-- MATERIALS PROVIDED follows --

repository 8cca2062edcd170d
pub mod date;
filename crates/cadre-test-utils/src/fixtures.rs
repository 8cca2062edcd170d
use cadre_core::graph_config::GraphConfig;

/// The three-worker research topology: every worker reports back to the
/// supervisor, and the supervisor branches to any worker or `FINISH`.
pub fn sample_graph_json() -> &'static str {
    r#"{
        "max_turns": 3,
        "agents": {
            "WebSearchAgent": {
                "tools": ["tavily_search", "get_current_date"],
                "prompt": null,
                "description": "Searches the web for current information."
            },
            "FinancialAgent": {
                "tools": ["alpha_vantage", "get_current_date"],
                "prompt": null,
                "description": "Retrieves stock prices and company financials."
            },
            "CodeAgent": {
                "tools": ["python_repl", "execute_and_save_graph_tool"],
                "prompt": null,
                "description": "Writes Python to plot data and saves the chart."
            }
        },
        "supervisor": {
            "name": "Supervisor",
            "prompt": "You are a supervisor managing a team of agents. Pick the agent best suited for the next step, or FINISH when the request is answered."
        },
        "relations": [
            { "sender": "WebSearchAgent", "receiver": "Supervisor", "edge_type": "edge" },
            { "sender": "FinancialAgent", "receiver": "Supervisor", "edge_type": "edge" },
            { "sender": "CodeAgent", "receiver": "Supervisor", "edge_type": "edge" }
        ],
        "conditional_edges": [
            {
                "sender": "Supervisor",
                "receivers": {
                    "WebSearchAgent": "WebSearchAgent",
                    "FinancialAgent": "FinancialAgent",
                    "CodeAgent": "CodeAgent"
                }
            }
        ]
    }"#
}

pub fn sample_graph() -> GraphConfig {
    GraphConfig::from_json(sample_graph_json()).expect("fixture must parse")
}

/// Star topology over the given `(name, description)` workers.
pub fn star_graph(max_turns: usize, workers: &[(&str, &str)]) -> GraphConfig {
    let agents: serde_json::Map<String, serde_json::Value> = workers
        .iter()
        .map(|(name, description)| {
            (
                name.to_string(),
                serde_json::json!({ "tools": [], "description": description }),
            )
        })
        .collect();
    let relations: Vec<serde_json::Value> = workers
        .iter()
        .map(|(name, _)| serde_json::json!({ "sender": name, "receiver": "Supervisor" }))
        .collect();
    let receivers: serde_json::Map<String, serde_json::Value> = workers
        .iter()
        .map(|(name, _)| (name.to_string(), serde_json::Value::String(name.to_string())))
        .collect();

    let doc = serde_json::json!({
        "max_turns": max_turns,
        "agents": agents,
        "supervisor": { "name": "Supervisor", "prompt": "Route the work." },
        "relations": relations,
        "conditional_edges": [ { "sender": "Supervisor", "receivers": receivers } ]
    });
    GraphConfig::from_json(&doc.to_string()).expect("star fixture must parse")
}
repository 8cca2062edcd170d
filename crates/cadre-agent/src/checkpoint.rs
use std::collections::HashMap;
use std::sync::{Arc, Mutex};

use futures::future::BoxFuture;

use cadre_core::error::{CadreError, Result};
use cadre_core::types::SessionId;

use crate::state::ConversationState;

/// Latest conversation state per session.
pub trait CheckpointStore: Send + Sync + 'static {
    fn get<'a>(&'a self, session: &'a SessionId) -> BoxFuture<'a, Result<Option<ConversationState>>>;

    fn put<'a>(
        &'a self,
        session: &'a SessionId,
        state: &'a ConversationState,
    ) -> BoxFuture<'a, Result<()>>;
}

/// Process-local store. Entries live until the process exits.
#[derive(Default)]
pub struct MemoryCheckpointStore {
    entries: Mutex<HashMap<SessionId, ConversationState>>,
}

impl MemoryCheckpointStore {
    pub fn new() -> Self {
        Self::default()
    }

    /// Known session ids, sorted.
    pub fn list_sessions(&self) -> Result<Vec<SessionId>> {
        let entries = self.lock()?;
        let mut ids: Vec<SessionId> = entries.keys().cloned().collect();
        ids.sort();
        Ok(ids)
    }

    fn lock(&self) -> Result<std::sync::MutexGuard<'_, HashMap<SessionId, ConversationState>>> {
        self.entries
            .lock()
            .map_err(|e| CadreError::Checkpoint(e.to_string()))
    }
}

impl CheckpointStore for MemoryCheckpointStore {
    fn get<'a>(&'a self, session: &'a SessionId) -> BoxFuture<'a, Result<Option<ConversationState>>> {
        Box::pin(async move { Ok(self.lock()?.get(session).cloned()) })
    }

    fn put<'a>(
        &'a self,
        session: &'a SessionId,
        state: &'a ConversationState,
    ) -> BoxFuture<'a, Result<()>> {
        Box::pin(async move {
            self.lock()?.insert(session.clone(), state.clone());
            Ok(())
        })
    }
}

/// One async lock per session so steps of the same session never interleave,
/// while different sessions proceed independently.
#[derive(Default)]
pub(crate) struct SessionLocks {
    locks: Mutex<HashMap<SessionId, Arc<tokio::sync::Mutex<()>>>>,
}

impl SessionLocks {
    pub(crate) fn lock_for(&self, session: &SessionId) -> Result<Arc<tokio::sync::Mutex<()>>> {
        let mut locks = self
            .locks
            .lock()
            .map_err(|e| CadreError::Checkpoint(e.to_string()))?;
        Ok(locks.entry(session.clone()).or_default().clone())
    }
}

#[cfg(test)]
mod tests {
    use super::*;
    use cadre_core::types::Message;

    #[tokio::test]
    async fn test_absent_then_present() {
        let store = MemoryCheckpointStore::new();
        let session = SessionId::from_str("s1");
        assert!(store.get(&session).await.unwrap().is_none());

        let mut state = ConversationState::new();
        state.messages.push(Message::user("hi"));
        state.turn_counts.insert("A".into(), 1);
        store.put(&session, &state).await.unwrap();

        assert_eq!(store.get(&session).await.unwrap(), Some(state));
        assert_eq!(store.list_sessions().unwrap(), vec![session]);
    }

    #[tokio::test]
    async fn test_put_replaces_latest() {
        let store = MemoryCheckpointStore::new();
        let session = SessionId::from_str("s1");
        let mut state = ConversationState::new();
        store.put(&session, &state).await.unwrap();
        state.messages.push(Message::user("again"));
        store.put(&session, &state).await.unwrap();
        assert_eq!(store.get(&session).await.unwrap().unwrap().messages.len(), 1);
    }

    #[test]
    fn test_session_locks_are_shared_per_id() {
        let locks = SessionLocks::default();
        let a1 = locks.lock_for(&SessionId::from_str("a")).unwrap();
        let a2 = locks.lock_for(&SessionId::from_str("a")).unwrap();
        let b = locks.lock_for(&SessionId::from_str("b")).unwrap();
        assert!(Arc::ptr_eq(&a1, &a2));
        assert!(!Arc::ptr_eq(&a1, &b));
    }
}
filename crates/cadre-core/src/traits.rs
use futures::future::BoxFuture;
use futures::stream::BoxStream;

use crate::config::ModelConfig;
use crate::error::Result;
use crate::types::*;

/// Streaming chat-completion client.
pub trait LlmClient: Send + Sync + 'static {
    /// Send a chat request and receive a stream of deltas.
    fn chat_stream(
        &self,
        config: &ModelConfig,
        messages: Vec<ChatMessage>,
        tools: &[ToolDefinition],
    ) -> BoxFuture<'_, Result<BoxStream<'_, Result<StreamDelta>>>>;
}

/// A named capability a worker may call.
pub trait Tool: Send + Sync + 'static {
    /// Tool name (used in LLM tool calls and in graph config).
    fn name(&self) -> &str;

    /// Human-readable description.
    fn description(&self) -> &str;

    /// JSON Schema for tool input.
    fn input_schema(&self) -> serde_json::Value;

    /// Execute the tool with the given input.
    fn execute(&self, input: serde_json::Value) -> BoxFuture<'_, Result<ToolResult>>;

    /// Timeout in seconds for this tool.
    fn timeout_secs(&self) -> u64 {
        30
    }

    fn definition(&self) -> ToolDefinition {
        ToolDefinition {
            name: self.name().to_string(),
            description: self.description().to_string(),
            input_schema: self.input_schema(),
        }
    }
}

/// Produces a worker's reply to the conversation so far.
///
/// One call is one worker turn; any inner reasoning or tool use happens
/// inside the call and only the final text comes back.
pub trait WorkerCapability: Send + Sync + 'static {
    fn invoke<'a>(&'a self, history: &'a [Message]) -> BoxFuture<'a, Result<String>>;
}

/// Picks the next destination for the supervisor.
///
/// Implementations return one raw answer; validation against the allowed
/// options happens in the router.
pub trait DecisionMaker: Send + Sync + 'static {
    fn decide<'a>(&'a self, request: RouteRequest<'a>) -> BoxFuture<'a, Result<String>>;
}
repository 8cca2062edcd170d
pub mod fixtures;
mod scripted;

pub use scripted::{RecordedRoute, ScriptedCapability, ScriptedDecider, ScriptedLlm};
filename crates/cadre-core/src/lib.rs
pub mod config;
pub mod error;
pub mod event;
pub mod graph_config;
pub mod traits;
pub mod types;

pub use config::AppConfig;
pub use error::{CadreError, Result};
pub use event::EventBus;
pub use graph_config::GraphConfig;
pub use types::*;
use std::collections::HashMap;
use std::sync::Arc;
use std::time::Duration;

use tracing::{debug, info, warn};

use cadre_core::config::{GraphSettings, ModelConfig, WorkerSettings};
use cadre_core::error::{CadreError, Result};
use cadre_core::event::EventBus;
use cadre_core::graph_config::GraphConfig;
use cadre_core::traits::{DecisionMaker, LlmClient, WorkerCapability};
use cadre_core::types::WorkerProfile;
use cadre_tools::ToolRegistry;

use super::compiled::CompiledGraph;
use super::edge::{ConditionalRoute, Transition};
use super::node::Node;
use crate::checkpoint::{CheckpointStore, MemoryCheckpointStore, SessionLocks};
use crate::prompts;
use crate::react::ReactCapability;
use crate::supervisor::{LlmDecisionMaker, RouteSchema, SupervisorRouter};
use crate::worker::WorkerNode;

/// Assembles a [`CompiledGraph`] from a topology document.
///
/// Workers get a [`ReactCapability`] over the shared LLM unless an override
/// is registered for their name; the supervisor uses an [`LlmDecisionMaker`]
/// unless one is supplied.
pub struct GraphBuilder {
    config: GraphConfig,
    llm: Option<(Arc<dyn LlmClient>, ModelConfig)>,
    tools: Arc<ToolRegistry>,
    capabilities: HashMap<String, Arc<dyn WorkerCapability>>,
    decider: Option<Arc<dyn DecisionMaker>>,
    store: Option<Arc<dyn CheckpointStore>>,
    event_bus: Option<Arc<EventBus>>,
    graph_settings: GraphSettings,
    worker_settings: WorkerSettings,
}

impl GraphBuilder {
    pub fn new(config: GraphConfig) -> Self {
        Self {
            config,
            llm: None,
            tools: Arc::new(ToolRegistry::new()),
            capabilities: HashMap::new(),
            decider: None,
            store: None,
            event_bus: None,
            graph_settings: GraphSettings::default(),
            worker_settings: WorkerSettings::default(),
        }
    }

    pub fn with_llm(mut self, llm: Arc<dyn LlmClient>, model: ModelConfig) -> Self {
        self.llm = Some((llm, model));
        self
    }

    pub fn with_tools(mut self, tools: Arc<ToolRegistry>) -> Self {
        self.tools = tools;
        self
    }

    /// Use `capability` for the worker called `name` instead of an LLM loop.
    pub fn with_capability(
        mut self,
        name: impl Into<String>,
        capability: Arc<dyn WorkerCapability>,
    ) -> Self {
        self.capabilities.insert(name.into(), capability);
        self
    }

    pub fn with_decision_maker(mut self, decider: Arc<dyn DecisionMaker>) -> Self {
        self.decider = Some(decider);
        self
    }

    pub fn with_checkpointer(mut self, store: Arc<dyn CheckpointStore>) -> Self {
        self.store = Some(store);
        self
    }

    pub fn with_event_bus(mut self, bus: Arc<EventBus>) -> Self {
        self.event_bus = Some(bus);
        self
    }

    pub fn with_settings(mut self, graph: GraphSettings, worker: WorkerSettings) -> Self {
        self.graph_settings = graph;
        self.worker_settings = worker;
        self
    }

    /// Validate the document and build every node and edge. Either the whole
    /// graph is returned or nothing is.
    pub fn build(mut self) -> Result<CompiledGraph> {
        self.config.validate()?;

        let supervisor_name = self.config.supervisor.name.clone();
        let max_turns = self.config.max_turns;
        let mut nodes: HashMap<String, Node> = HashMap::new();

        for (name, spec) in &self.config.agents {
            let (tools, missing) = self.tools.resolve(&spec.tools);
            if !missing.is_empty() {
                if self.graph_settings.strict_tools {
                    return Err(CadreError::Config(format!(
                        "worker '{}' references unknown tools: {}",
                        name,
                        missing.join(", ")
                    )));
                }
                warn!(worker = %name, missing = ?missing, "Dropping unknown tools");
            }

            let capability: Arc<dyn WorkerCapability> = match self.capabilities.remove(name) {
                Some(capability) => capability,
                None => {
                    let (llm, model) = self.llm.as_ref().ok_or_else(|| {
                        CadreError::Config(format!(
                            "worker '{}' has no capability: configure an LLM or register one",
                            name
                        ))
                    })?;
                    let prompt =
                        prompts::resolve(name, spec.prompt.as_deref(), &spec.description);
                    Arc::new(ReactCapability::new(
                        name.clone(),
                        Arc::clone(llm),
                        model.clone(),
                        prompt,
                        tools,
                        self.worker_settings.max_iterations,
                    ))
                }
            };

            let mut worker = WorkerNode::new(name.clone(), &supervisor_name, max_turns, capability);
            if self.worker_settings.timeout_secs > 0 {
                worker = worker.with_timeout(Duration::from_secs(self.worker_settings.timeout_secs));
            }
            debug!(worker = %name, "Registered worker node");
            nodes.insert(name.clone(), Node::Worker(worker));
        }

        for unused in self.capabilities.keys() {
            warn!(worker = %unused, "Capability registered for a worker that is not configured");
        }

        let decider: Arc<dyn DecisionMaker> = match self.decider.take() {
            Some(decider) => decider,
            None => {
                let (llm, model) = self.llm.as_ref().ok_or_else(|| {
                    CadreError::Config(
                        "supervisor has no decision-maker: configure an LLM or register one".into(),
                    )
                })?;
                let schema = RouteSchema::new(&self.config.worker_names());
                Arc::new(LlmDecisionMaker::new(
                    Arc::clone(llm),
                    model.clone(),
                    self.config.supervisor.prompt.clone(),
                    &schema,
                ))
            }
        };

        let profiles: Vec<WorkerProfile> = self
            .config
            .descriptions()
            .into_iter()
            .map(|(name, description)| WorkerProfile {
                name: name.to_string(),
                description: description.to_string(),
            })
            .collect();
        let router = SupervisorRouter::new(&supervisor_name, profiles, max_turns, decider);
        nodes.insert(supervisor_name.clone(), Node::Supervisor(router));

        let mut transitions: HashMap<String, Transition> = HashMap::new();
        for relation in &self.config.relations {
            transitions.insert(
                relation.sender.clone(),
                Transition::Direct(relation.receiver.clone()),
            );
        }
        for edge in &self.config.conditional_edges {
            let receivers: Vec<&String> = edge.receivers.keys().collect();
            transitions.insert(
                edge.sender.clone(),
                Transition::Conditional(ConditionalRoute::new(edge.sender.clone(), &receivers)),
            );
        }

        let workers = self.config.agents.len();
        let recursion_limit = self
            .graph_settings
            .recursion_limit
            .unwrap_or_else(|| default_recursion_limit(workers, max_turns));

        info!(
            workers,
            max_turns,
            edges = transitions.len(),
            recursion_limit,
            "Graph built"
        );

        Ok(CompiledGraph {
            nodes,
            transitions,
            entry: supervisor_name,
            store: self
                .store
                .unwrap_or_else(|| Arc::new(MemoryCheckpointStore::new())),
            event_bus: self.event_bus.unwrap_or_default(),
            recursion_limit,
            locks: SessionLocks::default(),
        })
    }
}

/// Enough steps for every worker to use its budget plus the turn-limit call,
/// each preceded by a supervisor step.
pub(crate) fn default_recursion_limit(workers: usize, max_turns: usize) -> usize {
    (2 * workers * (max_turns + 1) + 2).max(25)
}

-- MATERIALS PROVIDED concluded --

AIM OF THE EXERCISE
Which lines above contain the word "next"? Copy each of them.

ANSWER AREA
            "prompt": "You are a supervisor managing a team of agents. Pick the agent best suited for the next step, or FINISH when the request is answered."
/// Picks the next destination for the supervisor.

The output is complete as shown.